Publié à 1h18 Mis à jour à 5h00

Fin de partie pour Sheikh Hasina. La première ministre du Bangladesh a finalement démissionné lundi, après plus de 15 ans de règne ininterrompu. Son départ soudain survient après un mois de manifestations, qui ont été sévèrement réprimées par la police, causant la mort de 200 à 300 personnes.

Selon le média local Prothom Alo, Mme Hasina aurait fui le pays en compagnie de sa sœur, à bord d’un hélicoptère militaire, afin de se mettre en « lieu sûr » (elle aurait atterri en Inde), tandis que des milliers de personnes célébraient dans les rues de la capitale Dacca la fin d’un régime de plus en plus contesté, certains prenant même d’assaut la résidence de la première ministre, emportant « de nombreux biens » avec eux.

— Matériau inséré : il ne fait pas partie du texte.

//! Time-of-day values and the schedule comparator.
//!
//! A [`TimeOfDay`] carries no calendar date; ordering is lexicographic on
//! (hour, minute) with no wrap-around.  Midnight-crossing windows are
//! handled one level up, in [`crate::control::lighting`], the same way
//! quiet-hour ranges are: by comparing the two bounds first.
//!
//! ```text
//!   00:00 ─────────────── on ═══════════ off ─────────── 23:59   same-day
//!   00:00 ═══════ off ─────────────────────── on ═══════ 23:59   overnight
//! ```

use core::cmp::Ordering;
use core::fmt;

use serde::{Deserialize, Serialize};

// ═══════════════════════════════════════════════════════════════
//  TimeOfDay
// ═══════════════════════════════════════════════════════════════

/// Hour (0–23) and minute (0–59).  Construction range-checks both,
/// so every value in circulation is well formed.
#[derive(Debug, Clone, Copy, PartialEq, Eq, PartialOrd, Ord, Hash, Serialize, Deserialize)]
#[serde(try_from = "(u8, u8)", into = "(u8, u8)")]
pub struct TimeOfDay {
    // Field order drives the derived `Ord`: hour first, then minute.
    hour: u8,
    minute: u8,
}

impl TimeOfDay {
    /// Midnight.
    pub const MIDNIGHT: Self = Self { hour: 0, minute: 0 };

    /// Returns `None` if `hour > 23` or `minute > 59`.
    pub const fn new(hour: u8, minute: u8) -> Option<Self> {
        if hour > 23 || minute > 59 {
            return None;
        }
        Some(Self { hour, minute })
    }

    /// Constructor for literals.  In a `const` item an out-of-range value
    /// fails compilation instead of panicking at runtime.
    pub const fn at(hour: u8, minute: u8) -> Self {
        match Self::new(hour, minute) {
            Some(t) => t,
            None => panic!("time of day out of range"),
        }
    }

    pub const fn hour(self) -> u8 {
        self.hour
    }

    pub const fn minute(self) -> u8 {
        self.minute
    }
}

impl fmt::Display for TimeOfDay {
    fn fmt(&self, f: &mut fmt::Formatter<'_>) -> fmt::Result {
        write!(f, "{:02}:{:02}", self.hour, self.minute)
    }
}

impl TryFrom<(u8, u8)> for TimeOfDay {
    type Error = &'static str;

    fn try_from((hour, minute): (u8, u8)) -> Result<Self, Self::Error> {
        Self::new(hour, minute).ok_or("time of day out of range")
    }
}

impl From<TimeOfDay> for (u8, u8) {
    fn from(t: TimeOfDay) -> Self {
        (t.hour, t.minute)
    }
}

// ═══════════════════════════════════════════════════════════════
//  Timestamp
// ═══════════════════════════════════════════════════════════════

/// Wall-clock snapshot as delivered by the clock collaborator.
///
/// The core only reads it; no field is validated here.
#[derive(Debug, Clone, Copy, PartialEq, Eq, Default)]
pub struct Timestamp {
    pub year: u16,
    pub month: u8,
    pub day: u8,
    pub hour: u8,
    pub minute: u8,
    pub second: u8,
}

impl Timestamp {
    /// Hour and minute of this snapshot, in the same ordering as [`TimeOfDay`].
    ///
    /// Kept as a raw pair so an out-of-range clock value still compares
    /// deterministically instead of being rejected.
    pub const fn clock(&self) -> (u8, u8) {
        (self.hour, self.minute)
    }

    /// Hour and minute as a [`TimeOfDay`], clamped into range.
    pub const fn time_of_day(&self) -> TimeOfDay {
        TimeOfDay {
            hour: if self.hour > 23 { 23 } else { self.hour },
            minute: if self.minute > 59 { 59 } else { self.minute },
        }
    }
}

impl fmt::Display for Timestamp {
    fn fmt(&self, f: &mut fmt::Formatter<'_>) -> fmt::Result {
        write!(
            f,
            "{:04}-{:02}-{:02} {:02}:{:02}:{:02}",
            self.year, self.month, self.day, self.hour, self.minute, self.second
        )
    }
}

// ═══════════════════════════════════════════════════════════════
//  Comparator
// ═══════════════════════════════════════════════════════════════

/// Compare two times of day.  `Less` means `a` is earlier in the day.
pub fn compare_time_of_day(a: TimeOfDay, b: TimeOfDay) -> Ordering {
    a.cmp(&b)
}

/// Compare a time of day against the hour/minute of a timestamp.
/// Seconds and the calendar date are ignored.
pub fn compare_to_timestamp(t: TimeOfDay, ts: &Timestamp) -> Ordering {
    (t.hour, t.minute).cmp(&ts.clock())
}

PHOTO MOHAMMAD PONIR HOSSAIN, REUTERS

Des manifestants quittent la résidence de l’ancienne première ministre, emportant avec eux des biens pillés.

Dans une allocution télévisée, le chef militaire du Bangladesh, le général Waker-uz-Zaman, a annoncé qu’un gouvernement intérimaire serait formé pour diriger le pays, et promis une enquête sur les mesures de répression meurtrières observées au cours des dernières semaines, espérant calmer le jeu dans un contexte toujours très volatil.

« Gardez confiance envers l’armée, nous enquêterons sur tous les meurtres et punirons les responsables, a-t-il déclaré. J’ai ordonné qu’aucune armée ni police ne se livre à des tirs d’aucune sorte… »

Un mois de manifestations

Les manifestations au Bangladesh avaient commencé pacifiquement début juillet, alors que des étudiants exigeaient la fin du système de quotas pour les emplois gouvernementaux, réservés en priorité aux enfants des combattants pour l’indépendance de 1971.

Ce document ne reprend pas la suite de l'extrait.